Did Hackers in Anthem’s 2014 attack worked for a foreign government? This is a different take on the source of the attack against Anthem Insurance in 2014. Theories abound from targeting large numbers of records in an effort to distract from a few key health issues for our Military or Business leaders, to the typical privacy data for large numbers of individuals. In either case this breach resulted in Anthem having to commit $260 million dollars in information security systems upgrades. This could have been completed in a more controlled plan by Anthem without having to deal with the fallout of this breach if controls were in place ahead of the attack.
By Shelby Livingston | January 6, 2017
The hackers behind national insurer Anthem’s massive 2014 cybersecurity breach that exposed 78.8 million patient records were likely working on behalf of a foreign government, an investigation by several state insurance commissioners concluded.
The California Department of Insurance, which launched the investigation into Anthem’s cyberattack along with six other state insurance departments, also said that Anthem agreed to invest $260 million in improving its information security systems. A report released Friday detailing the investigation’s findings did not identify the hackers or the foreign government for which they worked. A spokeswoman for the California Insurance Department said federal officials requested the department not provide any information regarding what government was behind the breach because of an ongoing federal probe.

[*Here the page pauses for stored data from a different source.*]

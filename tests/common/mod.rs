#![allow(dead_code)]

mod fixtures;
pub use fixtures::*;

// Re-export commonly used types from assettag for tests
pub use assettag::{DetectError, DetectOptions, Detector, DetectorConfig};

use std::sync::Arc;

/// Detector with default constants over the given recognizer
pub fn detector_with<R: assettag::Recognizer + 'static>(recognizer: Arc<R>) -> Detector {
    Detector::new(recognizer, DetectorConfig::default()).expect("Failed to create detector")
}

Other cybersecurity firms have previously said that they were able to peg the breach to China because the malware was so unique . “In this case, our examination team concluded with a significant degree of confidence that the cyberattacker was acting on behalf of a foreign government,” California Insurance Commissioner Dave Jones said in a statement announcing the findings. “Insurers and regulators alone cannot stop foreign government-assisted cyberattacks.”